» **ASSIGNMENT**
Below are the records; pull every line that includes "SCOPES".

Stored data entries
BEGIN

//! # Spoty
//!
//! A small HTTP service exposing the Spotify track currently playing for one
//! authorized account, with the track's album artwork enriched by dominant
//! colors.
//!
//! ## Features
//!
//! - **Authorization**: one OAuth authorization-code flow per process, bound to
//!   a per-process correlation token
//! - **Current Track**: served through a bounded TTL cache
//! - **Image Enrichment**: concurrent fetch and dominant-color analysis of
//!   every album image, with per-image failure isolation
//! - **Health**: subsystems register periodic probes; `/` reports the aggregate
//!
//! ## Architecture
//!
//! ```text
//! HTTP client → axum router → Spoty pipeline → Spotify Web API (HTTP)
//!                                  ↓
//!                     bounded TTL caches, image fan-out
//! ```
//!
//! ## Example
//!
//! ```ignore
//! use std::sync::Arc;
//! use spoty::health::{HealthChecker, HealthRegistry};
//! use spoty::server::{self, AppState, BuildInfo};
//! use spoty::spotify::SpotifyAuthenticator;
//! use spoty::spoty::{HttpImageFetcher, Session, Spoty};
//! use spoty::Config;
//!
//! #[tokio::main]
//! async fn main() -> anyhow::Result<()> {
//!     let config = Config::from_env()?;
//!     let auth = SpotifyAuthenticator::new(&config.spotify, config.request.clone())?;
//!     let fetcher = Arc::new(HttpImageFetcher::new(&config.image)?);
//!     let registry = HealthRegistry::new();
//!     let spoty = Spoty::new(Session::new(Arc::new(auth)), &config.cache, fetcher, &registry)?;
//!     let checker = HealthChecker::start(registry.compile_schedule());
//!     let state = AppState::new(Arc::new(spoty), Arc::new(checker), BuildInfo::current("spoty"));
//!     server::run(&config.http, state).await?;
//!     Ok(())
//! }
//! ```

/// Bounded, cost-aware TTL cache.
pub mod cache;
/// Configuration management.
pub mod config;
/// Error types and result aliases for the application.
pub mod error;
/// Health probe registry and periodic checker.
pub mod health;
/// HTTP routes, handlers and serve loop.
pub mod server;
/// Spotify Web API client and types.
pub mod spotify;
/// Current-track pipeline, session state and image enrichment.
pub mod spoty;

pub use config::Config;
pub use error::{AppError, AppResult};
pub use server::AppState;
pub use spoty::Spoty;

END
BEGIN

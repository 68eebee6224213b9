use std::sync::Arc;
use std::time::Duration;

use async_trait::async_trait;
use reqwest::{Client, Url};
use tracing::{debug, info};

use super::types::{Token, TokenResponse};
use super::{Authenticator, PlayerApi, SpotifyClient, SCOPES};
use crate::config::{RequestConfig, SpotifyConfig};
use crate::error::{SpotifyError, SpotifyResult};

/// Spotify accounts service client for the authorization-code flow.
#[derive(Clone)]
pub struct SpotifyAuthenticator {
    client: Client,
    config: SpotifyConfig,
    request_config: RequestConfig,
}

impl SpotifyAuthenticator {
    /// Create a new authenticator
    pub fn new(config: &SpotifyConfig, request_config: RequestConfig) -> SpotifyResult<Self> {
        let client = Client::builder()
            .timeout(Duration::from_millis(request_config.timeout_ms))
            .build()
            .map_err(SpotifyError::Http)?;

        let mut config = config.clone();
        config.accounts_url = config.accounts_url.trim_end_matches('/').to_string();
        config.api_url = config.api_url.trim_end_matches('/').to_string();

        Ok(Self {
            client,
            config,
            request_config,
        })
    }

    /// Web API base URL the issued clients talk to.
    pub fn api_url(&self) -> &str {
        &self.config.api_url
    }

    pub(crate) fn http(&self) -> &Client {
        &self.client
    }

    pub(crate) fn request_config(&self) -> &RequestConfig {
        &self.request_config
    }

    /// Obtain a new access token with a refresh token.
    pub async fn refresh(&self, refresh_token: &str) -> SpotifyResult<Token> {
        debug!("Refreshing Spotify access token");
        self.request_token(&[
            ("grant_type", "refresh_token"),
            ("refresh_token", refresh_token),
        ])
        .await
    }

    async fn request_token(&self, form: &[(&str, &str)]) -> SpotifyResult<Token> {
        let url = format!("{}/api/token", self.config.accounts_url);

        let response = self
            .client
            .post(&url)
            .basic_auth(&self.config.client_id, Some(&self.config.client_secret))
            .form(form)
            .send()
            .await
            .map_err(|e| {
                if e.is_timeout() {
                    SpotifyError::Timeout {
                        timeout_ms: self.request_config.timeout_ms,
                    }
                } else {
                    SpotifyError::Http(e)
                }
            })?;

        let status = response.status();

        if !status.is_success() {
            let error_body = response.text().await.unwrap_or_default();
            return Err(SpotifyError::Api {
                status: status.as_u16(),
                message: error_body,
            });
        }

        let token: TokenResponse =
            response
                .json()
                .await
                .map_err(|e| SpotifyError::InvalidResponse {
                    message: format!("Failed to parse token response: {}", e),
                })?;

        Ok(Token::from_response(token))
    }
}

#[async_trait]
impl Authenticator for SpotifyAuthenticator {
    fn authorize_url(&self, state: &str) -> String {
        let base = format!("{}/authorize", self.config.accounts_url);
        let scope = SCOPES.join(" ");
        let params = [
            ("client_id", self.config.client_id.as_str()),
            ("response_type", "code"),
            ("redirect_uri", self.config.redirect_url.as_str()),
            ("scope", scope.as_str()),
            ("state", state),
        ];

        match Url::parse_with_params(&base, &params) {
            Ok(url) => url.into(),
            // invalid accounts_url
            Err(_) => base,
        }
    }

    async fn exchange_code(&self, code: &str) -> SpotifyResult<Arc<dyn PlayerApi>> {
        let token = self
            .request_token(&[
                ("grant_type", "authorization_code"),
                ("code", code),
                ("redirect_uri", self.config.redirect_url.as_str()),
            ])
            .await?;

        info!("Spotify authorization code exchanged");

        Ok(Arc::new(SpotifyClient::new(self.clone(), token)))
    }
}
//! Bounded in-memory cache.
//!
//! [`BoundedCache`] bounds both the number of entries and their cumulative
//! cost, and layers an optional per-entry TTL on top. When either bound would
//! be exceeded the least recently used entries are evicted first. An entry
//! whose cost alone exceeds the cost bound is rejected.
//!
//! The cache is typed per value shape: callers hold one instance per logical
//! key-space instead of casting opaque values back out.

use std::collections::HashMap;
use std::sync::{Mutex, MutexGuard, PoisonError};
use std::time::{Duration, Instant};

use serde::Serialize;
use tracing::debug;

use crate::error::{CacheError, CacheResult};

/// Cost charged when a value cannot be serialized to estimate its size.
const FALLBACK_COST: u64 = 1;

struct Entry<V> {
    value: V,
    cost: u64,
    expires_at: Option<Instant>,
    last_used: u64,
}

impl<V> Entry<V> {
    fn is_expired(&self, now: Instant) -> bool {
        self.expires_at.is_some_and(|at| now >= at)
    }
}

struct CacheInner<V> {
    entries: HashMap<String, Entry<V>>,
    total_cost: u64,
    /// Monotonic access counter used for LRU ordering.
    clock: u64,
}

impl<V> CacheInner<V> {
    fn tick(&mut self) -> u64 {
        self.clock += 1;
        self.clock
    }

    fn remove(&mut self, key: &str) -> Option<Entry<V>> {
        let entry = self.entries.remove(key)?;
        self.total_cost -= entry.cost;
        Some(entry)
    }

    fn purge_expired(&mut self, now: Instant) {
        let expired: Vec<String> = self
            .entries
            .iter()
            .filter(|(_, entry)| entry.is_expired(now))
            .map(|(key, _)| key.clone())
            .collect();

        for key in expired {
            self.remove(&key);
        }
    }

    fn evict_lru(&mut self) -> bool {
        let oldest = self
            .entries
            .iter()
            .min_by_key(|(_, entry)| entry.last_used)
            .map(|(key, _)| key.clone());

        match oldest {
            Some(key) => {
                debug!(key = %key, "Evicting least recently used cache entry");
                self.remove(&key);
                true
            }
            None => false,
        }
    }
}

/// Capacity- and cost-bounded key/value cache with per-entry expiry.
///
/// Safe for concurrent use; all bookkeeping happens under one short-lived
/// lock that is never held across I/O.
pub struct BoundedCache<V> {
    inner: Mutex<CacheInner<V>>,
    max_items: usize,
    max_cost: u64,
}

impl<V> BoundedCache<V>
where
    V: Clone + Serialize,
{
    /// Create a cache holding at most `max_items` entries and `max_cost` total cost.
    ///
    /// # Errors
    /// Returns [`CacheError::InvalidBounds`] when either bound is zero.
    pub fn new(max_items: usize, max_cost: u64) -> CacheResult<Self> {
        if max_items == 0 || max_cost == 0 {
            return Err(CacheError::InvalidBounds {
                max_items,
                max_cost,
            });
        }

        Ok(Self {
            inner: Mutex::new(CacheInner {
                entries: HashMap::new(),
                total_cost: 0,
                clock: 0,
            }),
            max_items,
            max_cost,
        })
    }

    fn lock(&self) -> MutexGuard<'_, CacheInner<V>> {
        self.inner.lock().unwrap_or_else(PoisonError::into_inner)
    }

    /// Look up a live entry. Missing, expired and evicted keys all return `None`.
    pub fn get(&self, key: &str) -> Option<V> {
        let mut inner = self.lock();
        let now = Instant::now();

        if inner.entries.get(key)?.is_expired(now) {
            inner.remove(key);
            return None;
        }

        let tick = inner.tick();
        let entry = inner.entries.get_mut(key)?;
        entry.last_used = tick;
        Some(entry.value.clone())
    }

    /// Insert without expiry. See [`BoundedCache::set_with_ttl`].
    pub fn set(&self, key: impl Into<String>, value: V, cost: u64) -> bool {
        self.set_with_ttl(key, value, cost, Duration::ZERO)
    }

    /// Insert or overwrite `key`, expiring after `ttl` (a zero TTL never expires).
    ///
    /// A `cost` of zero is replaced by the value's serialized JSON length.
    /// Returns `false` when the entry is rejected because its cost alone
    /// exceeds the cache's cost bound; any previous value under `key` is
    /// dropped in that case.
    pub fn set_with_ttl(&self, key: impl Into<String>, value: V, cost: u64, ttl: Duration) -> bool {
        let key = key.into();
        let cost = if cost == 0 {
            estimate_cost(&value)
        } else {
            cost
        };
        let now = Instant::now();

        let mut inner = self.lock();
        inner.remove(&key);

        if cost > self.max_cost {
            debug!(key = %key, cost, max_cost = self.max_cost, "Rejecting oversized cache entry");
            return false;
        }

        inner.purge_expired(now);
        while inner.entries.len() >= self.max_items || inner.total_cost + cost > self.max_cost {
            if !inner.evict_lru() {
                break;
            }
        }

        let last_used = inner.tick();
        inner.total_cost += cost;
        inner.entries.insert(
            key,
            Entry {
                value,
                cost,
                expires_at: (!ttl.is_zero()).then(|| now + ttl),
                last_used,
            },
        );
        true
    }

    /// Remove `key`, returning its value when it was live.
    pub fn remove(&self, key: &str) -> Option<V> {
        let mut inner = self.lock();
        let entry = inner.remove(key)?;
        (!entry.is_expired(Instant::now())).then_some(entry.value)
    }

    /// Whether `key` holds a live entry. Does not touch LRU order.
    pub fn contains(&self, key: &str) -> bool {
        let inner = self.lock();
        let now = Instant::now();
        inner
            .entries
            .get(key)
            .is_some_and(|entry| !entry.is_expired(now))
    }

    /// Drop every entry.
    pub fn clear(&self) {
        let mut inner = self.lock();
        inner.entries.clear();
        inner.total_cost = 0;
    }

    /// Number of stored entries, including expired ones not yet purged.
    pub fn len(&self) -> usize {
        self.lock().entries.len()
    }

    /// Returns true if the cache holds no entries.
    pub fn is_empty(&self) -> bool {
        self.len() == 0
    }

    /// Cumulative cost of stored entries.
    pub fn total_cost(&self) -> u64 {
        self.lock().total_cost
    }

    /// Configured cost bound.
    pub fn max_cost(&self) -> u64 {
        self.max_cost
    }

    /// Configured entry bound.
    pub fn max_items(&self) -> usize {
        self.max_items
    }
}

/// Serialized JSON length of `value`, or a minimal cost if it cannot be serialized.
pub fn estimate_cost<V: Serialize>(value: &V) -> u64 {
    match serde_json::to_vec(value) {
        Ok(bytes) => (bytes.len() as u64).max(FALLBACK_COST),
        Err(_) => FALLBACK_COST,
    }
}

END

» **THE ANSWER**
use super::{Authenticator, PlayerApi, SpotifyClient, SCOPES};
        let scope = SCOPES.join(" ");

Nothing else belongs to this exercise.